• Exercise directions: In the records below, begin at the line containing "pub fn working_dir(&self)" and end at the line containing "#[serde(deny_unknown_fields)]"; quote every line in that span exactly, including both boundary lines, and no others.

• Record set:
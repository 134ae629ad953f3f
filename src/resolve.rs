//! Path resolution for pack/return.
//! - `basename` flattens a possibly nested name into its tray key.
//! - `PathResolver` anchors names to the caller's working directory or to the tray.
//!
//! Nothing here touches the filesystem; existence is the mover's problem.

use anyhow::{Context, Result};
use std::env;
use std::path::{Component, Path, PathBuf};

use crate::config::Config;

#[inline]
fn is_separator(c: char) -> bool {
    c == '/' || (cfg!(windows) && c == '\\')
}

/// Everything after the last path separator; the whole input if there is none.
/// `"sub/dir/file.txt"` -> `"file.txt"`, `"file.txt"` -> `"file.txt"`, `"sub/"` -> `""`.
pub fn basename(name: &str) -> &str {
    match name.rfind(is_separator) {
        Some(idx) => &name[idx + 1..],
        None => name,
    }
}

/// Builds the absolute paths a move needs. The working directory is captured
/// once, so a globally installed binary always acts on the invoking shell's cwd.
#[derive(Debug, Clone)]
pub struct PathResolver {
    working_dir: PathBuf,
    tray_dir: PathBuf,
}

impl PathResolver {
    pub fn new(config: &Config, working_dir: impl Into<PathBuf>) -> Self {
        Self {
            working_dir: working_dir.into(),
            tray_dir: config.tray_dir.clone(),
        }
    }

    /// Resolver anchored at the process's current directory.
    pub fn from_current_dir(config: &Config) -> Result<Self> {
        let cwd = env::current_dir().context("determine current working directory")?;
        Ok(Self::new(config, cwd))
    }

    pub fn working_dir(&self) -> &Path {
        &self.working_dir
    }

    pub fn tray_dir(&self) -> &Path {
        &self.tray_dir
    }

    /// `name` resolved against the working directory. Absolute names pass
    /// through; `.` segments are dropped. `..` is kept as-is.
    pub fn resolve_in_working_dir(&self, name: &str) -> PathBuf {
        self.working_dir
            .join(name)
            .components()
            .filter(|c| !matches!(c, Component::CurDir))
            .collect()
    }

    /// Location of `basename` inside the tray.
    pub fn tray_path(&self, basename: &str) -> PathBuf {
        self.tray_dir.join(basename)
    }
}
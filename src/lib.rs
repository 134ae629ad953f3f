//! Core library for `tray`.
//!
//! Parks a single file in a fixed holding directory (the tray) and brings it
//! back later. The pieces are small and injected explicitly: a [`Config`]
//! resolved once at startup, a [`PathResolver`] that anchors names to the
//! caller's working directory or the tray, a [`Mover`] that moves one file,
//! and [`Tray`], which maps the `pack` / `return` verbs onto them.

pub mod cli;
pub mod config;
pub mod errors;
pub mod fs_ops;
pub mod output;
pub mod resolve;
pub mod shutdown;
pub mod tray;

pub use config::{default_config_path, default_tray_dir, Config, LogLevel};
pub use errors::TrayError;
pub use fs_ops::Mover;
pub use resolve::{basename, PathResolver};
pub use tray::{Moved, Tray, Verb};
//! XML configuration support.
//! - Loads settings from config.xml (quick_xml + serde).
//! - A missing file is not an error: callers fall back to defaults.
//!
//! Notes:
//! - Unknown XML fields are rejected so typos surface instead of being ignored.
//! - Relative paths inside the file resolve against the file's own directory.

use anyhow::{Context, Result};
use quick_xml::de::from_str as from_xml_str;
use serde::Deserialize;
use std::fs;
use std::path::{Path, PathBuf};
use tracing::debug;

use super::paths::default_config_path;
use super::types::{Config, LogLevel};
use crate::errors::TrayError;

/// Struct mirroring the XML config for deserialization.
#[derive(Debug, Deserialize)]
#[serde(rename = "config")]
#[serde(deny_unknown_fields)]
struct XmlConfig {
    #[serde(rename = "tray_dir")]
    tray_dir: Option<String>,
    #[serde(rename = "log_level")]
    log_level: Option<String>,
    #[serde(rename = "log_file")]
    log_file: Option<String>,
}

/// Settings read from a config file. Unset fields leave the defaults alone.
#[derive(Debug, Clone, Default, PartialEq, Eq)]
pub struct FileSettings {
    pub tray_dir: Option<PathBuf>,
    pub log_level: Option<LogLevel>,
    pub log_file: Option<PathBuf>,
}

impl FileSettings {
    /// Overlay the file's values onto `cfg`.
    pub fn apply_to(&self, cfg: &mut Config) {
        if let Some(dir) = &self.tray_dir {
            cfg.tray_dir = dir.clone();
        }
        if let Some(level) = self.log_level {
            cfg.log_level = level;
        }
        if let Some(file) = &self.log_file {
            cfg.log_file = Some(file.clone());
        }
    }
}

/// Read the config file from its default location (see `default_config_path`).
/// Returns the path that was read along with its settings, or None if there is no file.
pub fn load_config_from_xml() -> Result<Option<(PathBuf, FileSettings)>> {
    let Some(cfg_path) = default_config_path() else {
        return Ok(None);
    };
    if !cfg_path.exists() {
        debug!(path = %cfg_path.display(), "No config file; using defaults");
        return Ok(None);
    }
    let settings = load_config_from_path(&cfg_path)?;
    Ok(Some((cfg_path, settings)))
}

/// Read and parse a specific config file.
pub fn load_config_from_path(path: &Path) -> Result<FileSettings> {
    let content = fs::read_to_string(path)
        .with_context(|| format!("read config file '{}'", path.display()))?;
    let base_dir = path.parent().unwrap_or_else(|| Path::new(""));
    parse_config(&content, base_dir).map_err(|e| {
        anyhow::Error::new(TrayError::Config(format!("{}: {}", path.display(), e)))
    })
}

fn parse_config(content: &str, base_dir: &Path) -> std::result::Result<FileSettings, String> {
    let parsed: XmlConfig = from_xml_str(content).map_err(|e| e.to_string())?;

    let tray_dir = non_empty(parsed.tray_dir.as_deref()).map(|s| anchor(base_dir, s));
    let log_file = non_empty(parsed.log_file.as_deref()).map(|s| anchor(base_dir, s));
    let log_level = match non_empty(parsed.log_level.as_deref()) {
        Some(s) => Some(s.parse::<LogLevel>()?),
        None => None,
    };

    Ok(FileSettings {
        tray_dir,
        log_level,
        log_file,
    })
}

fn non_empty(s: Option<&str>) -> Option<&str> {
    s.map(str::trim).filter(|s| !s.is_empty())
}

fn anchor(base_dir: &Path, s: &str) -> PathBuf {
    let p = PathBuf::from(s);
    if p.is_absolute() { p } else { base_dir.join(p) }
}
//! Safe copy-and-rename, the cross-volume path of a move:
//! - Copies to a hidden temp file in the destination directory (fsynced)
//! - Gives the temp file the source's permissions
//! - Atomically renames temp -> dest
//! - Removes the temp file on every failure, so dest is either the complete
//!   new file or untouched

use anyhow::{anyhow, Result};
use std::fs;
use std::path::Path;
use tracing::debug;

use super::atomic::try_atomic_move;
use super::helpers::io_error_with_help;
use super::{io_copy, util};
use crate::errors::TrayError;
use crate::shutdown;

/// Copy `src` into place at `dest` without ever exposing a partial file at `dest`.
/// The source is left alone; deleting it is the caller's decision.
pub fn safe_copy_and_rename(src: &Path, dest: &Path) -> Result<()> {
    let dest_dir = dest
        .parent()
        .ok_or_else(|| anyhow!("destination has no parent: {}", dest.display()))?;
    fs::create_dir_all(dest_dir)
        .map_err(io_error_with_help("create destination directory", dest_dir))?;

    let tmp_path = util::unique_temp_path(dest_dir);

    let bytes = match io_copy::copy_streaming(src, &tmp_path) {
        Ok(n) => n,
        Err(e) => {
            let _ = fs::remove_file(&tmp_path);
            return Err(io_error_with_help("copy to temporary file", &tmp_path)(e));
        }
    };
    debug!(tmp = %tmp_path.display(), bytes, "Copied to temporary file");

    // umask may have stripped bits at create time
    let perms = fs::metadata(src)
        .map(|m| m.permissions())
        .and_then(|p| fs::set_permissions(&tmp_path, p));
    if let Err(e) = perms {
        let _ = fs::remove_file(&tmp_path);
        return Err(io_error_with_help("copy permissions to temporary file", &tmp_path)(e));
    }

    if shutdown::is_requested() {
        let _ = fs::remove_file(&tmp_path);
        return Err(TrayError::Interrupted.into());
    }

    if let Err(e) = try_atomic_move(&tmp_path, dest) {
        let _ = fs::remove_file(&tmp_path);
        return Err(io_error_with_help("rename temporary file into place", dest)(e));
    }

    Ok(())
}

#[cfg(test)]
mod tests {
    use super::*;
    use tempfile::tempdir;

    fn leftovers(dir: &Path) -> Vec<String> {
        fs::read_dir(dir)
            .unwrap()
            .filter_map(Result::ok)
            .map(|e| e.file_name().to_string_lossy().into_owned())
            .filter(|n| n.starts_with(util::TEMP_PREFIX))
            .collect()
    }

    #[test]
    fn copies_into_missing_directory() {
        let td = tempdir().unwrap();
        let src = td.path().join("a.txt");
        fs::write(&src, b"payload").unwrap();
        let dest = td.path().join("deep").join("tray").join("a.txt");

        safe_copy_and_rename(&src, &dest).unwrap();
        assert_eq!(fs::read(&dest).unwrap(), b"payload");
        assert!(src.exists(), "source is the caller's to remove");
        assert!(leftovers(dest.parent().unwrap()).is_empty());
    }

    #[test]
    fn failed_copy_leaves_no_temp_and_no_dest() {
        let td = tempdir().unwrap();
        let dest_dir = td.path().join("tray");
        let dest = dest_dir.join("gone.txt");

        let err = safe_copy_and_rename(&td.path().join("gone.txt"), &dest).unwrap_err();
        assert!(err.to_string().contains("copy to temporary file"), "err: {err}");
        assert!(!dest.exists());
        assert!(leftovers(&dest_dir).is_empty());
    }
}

• Response to the exercise:
    pub fn working_dir(&self) -> &Path {
        &self.working_dir
    }

    pub fn tray_dir(&self) -> &Path {
        &self.tray_dir
    }

    /// `name` resolved against the working directory. Absolute names pass
    /// through; `.` segments are dropped. `..` is kept as-is.
    pub fn resolve_in_working_dir(&self, name: &str) -> PathBuf {
        self.working_dir
            .join(name)
            .components()
            .filter(|c| !matches!(c, Component::CurDir))
            .collect()
    }

    /// Location of `basename` inside the tray.
    pub fn tray_path(&self, basename: &str) -> PathBuf {
        self.tray_dir.join(basename)
    }
}
filename src/lib.rs
repository 134ae629ad953f3f
//! Core library for `tray`.
//!
//! Parks a single file in a fixed holding directory (the tray) and brings it
//! back later. The pieces are small and injected explicitly: a [`Config`]
//! resolved once at startup, a [`PathResolver`] that anchors names to the
//! caller's working directory or the tray, a [`Mover`] that moves one file,
//! and [`Tray`], which maps the `pack` / `return` verbs onto them.

pub mod cli;
pub mod config;
pub mod errors;
pub mod fs_ops;
pub mod output;
pub mod resolve;
pub mod shutdown;
pub mod tray;

pub use config::{default_config_path, default_tray_dir, Config, LogLevel};
pub use errors::TrayError;
pub use fs_ops::Mover;
pub use resolve::{basename, PathResolver};
pub use tray::{Moved, Tray, Verb};
//! XML configuration support.
//! - Loads settings from config.xml (quick_xml + serde).
//! - A missing file is not an error: callers fall back to defaults.
//!
//! Notes:
//! - Unknown XML fields are rejected so typos surface instead of being ignored.
//! - Relative paths inside the file resolve against the file's own directory.

use anyhow::{Context, Result};
use quick_xml::de::from_str as from_xml_str;
use serde::Deserialize;
use std::fs;
use std::path::{Path, PathBuf};
use tracing::debug;

use super::paths::default_config_path;
use super::types::{Config, LogLevel};
use crate::errors::TrayError;

/// Struct mirroring the XML config for deserialization.
#[derive(Debug, Deserialize)]
#[serde(rename = "config")]
#[serde(deny_unknown_fields)]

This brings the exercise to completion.